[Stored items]

○ ○ ○ ○ ○

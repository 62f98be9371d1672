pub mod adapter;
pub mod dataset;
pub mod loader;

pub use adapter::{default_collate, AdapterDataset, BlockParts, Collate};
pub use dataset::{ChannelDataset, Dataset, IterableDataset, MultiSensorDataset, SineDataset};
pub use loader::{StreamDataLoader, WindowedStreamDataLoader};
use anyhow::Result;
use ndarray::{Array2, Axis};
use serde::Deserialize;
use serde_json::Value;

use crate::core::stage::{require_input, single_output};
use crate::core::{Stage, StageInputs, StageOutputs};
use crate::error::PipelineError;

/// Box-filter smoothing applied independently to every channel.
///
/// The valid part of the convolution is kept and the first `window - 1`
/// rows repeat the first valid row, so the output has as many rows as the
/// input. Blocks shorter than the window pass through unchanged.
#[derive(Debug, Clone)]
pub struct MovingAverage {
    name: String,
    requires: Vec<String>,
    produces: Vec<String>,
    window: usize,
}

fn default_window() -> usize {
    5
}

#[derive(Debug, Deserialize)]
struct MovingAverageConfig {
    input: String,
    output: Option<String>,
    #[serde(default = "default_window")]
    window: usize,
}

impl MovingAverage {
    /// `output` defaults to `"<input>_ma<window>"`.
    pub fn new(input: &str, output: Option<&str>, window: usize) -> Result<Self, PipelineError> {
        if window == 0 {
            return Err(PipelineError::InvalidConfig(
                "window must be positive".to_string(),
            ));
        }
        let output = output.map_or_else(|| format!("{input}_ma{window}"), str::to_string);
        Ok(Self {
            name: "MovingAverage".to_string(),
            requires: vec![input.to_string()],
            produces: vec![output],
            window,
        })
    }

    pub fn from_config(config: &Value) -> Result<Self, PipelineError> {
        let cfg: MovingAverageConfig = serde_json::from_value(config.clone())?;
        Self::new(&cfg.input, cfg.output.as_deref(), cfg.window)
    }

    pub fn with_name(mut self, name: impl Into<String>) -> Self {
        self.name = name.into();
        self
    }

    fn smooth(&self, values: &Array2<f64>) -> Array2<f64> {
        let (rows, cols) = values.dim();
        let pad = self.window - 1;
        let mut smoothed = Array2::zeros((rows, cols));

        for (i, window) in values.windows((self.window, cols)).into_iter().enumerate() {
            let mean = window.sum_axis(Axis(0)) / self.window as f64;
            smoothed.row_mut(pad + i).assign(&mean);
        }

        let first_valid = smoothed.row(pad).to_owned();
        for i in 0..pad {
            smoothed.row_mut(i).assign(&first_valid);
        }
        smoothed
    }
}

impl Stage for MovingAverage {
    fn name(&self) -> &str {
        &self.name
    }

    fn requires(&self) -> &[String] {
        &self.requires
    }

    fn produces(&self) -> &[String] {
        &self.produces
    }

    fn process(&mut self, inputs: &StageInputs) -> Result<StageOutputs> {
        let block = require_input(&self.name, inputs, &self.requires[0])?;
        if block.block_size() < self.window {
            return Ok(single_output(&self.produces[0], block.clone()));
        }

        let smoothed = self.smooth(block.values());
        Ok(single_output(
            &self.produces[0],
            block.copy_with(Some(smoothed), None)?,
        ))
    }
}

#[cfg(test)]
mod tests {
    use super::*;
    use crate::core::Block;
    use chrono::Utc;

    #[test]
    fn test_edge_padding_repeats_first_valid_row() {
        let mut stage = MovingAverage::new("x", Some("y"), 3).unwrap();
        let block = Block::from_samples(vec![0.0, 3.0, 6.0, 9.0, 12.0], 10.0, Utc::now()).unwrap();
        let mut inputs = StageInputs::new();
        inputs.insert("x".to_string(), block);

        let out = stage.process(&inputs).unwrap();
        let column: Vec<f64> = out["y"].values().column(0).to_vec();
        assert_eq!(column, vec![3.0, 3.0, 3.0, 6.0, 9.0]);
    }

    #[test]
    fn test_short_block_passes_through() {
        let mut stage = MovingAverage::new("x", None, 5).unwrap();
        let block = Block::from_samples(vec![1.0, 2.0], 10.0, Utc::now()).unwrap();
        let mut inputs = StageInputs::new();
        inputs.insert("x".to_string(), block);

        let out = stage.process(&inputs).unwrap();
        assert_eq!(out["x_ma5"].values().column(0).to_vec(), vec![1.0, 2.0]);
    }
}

○ ○ ○ ○ ○

INSTRUCTIONS TO FOLLOW:
For each line above that includes the word "smoothed", make a copy of that line.

SOLUTION BELOW:
        let mut smoothed = Array2::zeros((rows, cols));
            smoothed.row_mut(pad + i).assign(&mean);
        let first_valid = smoothed.row(pad).to_owned();
            smoothed.row_mut(i).assign(&first_valid);
        smoothed
        let smoothed = self.smooth(block.values());
            block.copy_with(Some(smoothed), None)?,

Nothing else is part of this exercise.